Input for this task:
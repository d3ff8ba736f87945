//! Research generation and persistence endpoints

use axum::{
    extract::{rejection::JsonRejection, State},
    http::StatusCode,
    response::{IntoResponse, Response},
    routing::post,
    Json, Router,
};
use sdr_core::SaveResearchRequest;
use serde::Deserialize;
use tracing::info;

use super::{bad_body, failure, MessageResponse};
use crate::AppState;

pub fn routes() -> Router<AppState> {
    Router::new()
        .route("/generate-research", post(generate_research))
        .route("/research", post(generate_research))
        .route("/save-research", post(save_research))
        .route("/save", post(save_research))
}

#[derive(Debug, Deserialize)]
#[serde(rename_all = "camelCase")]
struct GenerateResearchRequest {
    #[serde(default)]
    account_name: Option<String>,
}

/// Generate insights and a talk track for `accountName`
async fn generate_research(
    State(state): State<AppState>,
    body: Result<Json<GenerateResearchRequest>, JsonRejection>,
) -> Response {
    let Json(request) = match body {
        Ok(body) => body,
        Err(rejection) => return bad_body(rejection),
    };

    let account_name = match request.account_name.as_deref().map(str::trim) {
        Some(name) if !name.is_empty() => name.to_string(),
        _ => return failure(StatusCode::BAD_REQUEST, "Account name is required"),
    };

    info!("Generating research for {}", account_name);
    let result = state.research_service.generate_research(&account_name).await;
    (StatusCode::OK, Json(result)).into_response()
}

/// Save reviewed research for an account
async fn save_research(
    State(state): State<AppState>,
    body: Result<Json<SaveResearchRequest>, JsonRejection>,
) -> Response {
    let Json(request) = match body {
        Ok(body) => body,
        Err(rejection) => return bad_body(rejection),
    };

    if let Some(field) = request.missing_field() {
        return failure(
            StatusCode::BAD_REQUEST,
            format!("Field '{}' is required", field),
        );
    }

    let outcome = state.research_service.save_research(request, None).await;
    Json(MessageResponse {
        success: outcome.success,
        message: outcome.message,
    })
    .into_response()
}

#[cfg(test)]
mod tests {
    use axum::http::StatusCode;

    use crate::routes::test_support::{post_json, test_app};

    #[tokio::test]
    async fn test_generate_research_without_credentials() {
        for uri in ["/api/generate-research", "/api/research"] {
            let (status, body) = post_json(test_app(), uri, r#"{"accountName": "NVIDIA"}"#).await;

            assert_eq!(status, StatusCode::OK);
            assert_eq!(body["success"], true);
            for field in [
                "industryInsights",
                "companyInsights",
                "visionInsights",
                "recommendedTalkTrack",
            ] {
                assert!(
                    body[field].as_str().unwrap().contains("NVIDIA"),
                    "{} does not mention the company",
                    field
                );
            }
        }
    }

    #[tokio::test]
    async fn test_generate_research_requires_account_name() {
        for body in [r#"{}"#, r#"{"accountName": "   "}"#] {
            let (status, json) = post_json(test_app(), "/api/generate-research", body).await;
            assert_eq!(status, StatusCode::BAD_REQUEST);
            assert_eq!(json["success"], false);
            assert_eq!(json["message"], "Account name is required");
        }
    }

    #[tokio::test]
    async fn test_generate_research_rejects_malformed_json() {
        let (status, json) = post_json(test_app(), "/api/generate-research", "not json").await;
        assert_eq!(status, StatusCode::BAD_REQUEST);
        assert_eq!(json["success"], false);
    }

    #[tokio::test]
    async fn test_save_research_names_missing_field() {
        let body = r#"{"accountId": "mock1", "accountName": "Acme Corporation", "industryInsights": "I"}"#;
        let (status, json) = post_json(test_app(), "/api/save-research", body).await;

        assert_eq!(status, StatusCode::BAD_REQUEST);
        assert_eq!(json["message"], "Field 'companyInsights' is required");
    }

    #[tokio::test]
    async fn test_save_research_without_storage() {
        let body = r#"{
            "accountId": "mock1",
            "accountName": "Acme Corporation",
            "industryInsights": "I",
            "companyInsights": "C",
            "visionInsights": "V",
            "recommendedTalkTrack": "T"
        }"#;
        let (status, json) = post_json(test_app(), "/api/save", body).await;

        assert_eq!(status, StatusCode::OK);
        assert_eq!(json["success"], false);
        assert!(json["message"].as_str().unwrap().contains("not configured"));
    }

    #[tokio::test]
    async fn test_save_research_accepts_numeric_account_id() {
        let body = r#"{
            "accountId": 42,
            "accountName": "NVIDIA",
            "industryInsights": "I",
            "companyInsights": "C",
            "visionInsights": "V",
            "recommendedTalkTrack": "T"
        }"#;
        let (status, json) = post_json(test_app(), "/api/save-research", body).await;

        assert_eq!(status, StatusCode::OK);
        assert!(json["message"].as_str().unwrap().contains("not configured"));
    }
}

...

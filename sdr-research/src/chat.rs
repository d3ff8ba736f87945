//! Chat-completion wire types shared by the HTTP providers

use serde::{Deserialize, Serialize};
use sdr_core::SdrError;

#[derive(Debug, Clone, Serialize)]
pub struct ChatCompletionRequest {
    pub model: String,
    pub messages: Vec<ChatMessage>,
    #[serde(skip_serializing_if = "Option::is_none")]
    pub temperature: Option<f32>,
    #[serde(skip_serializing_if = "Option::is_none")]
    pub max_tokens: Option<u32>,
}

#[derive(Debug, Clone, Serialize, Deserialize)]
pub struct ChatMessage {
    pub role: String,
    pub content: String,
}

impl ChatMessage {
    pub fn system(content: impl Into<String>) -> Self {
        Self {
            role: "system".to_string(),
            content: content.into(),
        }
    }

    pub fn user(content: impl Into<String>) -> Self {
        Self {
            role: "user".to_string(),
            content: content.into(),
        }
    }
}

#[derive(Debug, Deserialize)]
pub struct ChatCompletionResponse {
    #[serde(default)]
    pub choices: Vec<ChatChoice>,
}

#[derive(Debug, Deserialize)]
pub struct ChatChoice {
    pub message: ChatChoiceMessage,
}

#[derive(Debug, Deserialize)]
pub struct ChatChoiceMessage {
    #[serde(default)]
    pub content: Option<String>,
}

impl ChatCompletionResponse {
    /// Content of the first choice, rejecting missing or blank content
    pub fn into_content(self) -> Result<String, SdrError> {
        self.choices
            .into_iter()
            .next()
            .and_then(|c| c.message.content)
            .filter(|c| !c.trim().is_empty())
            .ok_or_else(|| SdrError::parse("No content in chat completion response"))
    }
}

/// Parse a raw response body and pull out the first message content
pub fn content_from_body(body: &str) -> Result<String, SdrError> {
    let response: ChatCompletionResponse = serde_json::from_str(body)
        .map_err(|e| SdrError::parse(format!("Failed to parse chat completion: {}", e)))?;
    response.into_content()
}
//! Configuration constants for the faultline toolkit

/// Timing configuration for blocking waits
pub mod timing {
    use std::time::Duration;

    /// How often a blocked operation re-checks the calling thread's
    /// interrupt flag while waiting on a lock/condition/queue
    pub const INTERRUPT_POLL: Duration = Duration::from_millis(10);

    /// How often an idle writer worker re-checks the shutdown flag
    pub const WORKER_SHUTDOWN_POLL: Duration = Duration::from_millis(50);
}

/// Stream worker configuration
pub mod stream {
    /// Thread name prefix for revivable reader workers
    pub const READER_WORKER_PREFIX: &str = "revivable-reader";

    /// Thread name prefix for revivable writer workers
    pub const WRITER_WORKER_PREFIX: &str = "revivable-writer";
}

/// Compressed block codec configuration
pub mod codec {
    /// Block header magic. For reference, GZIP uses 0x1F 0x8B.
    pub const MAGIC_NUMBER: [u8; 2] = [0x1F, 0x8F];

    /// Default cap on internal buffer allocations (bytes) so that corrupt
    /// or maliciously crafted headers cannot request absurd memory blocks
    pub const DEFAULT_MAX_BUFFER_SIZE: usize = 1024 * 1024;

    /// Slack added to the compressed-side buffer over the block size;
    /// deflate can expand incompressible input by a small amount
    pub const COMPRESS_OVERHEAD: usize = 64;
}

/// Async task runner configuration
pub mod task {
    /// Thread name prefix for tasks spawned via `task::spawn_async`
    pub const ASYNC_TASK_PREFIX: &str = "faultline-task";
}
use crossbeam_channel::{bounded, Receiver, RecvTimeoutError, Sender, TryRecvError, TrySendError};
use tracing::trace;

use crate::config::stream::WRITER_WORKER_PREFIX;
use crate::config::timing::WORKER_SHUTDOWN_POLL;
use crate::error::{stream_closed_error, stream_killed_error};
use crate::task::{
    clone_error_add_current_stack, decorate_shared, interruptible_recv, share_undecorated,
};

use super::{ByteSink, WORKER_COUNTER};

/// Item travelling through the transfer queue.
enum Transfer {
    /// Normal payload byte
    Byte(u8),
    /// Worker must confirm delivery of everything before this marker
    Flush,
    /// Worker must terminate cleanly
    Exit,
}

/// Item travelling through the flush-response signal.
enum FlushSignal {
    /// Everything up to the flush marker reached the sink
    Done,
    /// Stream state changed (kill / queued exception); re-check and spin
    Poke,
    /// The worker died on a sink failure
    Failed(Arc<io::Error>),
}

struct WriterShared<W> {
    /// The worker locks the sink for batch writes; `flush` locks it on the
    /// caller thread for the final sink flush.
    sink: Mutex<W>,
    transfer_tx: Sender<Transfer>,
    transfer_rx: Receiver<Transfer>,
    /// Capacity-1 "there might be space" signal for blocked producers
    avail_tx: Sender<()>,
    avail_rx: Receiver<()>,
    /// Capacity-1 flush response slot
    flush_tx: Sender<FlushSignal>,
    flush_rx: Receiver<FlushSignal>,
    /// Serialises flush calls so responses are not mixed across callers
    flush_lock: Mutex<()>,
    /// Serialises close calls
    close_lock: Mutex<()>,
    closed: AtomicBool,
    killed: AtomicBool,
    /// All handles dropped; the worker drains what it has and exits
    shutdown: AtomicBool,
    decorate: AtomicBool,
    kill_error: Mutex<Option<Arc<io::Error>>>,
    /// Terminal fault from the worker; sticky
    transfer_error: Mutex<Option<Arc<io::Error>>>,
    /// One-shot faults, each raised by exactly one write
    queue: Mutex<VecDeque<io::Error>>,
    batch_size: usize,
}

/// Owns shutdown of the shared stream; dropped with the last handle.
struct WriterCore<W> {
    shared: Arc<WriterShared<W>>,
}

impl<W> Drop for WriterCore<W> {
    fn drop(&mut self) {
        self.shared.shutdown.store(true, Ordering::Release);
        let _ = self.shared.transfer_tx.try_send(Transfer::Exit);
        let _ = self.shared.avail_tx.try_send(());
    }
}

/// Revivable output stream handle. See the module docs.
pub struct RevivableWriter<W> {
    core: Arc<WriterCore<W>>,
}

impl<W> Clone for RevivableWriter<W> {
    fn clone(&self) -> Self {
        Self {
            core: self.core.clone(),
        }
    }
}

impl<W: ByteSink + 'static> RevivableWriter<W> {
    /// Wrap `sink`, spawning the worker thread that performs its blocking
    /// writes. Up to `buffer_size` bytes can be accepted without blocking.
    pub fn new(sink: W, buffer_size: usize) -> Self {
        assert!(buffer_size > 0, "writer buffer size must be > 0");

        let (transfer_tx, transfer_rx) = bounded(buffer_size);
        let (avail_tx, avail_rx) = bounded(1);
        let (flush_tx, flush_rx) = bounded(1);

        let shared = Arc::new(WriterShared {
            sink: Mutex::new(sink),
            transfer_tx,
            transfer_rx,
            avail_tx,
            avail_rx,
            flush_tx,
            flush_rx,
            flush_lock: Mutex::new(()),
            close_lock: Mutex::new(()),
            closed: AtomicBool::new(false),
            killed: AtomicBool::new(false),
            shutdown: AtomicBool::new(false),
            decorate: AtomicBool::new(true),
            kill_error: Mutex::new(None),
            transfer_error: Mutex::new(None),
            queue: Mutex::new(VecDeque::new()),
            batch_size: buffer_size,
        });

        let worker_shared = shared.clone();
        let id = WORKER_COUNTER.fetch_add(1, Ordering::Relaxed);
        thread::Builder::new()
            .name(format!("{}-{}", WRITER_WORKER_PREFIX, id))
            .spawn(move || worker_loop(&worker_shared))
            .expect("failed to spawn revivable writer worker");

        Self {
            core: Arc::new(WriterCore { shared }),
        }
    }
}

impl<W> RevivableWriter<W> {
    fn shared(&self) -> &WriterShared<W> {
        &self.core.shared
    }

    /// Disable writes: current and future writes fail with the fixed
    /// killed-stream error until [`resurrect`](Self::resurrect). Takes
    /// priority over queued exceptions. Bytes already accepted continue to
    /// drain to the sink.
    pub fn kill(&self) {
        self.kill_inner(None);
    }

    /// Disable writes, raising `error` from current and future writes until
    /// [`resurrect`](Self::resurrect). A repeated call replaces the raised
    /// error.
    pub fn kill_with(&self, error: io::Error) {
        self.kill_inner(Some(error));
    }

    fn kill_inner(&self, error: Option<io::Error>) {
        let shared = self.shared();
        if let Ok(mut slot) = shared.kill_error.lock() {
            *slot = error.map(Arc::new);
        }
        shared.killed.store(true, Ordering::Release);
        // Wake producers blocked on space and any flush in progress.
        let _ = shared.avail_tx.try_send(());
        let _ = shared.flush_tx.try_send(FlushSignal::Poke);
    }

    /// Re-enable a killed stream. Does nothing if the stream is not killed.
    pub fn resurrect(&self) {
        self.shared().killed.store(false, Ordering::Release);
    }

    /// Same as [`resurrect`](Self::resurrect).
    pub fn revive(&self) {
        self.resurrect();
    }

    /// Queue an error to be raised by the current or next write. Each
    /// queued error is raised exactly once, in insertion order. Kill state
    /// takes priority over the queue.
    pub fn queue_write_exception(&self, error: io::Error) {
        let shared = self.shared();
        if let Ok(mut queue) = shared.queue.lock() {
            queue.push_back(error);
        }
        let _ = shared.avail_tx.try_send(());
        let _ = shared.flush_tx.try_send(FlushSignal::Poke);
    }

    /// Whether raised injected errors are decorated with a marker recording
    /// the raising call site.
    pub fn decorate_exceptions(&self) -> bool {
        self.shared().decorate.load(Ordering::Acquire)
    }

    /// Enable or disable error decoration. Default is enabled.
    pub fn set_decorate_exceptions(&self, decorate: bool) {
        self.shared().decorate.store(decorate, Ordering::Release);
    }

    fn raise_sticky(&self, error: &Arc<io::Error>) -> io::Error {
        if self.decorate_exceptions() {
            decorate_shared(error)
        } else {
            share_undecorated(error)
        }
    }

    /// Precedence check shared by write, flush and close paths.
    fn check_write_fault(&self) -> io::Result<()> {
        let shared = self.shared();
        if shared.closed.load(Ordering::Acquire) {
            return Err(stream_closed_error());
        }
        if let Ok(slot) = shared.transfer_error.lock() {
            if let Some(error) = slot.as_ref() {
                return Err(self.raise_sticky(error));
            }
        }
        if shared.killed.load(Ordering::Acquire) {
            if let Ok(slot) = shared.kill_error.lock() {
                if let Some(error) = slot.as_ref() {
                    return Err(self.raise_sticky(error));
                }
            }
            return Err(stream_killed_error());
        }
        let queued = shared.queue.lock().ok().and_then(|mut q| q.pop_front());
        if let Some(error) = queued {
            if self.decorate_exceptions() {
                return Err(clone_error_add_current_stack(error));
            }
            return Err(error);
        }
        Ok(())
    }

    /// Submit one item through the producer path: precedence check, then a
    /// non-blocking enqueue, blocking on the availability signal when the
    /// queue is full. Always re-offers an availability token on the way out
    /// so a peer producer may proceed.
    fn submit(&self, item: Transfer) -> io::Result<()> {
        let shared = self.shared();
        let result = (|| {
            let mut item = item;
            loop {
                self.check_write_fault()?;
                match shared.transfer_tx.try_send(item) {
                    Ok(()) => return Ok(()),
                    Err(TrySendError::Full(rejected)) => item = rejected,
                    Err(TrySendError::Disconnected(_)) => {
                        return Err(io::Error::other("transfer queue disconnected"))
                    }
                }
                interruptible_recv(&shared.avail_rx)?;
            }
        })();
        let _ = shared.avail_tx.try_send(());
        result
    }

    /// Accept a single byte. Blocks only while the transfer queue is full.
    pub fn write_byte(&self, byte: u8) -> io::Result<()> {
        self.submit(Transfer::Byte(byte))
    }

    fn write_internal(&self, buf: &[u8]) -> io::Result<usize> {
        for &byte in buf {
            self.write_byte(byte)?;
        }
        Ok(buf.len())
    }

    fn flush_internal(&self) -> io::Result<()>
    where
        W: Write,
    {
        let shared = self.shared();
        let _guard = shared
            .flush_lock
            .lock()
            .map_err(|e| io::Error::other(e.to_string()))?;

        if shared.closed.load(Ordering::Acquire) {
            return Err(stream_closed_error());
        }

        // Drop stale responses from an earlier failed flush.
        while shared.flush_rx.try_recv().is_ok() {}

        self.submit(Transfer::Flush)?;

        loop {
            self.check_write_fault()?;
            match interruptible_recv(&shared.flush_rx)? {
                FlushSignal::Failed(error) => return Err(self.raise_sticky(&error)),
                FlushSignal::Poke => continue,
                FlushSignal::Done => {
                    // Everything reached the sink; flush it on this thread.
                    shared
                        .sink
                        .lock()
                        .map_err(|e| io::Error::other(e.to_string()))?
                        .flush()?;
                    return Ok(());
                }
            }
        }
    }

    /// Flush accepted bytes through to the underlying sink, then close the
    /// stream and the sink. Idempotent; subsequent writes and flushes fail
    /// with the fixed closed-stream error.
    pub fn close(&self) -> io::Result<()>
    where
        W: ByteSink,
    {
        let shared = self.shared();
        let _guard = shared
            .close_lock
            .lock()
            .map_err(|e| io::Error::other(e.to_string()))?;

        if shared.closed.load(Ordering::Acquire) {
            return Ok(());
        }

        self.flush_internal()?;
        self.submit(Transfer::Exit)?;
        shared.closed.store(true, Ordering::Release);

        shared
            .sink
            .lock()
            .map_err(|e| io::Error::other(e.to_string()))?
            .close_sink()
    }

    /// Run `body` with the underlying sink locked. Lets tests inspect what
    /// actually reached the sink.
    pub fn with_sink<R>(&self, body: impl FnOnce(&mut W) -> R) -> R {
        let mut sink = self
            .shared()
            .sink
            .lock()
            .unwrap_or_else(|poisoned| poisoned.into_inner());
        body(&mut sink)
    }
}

Problem details:
Check the listing above for lines containing the string "raised", and copy each one.

Result of the exercise:
    /// One-shot faults, each raised by exactly one write
    /// [`resurrect`](Self::resurrect). A repeated call replaces the raised
    /// Queue an error to be raised by the current or next write. Each
    /// queued error is raised exactly once, in insertion order. Kill state
    /// Whether raised injected errors are decorated with a marker recording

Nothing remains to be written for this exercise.